Items from a data source

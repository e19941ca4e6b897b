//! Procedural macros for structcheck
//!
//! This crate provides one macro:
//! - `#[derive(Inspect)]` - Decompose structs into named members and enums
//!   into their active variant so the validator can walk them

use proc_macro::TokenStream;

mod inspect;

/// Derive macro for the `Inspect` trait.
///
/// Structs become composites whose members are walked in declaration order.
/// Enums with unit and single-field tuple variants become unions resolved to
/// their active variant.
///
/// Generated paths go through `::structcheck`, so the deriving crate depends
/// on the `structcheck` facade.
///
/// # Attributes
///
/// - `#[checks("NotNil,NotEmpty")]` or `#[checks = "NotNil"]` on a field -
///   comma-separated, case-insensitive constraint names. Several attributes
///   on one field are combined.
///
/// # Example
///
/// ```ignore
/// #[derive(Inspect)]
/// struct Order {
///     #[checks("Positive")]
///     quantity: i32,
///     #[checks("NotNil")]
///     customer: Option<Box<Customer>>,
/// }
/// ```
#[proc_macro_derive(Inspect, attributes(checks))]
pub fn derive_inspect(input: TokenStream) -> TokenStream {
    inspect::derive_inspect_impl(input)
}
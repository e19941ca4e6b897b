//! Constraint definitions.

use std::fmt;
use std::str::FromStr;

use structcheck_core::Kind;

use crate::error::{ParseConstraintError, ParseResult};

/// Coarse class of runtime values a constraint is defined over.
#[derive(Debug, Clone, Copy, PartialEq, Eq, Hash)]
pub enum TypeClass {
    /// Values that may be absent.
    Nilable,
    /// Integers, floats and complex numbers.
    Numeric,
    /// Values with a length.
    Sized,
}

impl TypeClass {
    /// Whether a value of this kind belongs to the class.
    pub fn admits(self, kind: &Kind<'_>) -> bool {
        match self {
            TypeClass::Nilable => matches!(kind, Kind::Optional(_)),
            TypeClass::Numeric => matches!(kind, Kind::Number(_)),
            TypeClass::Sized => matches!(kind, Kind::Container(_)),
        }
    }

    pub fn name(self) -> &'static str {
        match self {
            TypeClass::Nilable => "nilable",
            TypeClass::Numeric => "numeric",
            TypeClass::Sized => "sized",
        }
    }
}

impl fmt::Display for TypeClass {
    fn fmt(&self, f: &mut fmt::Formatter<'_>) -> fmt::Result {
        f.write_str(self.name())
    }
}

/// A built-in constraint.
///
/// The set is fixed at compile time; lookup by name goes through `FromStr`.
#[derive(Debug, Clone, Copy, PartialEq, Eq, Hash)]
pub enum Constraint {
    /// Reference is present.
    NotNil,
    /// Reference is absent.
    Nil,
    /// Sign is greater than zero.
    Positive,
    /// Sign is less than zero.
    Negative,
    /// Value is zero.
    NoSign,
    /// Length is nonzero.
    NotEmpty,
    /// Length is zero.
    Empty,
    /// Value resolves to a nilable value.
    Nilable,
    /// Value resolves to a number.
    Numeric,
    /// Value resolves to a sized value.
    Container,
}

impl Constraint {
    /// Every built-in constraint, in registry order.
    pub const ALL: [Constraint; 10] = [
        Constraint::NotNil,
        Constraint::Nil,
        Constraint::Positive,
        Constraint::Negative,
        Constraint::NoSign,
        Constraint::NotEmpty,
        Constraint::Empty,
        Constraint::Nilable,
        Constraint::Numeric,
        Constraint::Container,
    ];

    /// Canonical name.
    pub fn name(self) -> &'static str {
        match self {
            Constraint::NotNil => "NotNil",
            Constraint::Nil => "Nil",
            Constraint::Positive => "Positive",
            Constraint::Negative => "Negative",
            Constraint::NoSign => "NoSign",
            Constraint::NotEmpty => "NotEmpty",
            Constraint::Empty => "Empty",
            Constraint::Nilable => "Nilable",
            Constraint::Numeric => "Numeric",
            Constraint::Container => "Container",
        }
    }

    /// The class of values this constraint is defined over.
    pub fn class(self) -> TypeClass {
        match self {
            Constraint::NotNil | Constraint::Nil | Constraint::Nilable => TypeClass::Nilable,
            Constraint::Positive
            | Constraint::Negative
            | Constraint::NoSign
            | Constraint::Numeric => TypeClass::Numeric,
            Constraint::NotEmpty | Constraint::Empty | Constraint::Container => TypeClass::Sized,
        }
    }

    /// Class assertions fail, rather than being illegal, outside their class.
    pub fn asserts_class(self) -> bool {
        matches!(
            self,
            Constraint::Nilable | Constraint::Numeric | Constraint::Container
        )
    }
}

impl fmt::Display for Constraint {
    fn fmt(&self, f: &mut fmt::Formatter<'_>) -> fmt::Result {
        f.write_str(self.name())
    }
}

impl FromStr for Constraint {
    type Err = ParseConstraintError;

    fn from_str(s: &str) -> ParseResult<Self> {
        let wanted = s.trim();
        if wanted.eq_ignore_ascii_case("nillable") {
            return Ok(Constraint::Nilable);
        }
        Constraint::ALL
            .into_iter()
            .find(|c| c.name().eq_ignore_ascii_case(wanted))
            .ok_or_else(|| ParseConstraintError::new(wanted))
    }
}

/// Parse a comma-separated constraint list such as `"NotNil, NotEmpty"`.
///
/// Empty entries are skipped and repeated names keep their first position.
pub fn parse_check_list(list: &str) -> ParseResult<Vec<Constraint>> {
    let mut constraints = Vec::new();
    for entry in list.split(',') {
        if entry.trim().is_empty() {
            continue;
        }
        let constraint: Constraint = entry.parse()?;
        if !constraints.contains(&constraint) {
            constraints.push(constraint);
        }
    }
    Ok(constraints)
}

* _Your objective_
Each line holding "Negative" in the records should be copied out.

* _Answer box_
    Negative,
        Constraint::Negative,
            Constraint::Negative => "Negative",
            | Constraint::Negative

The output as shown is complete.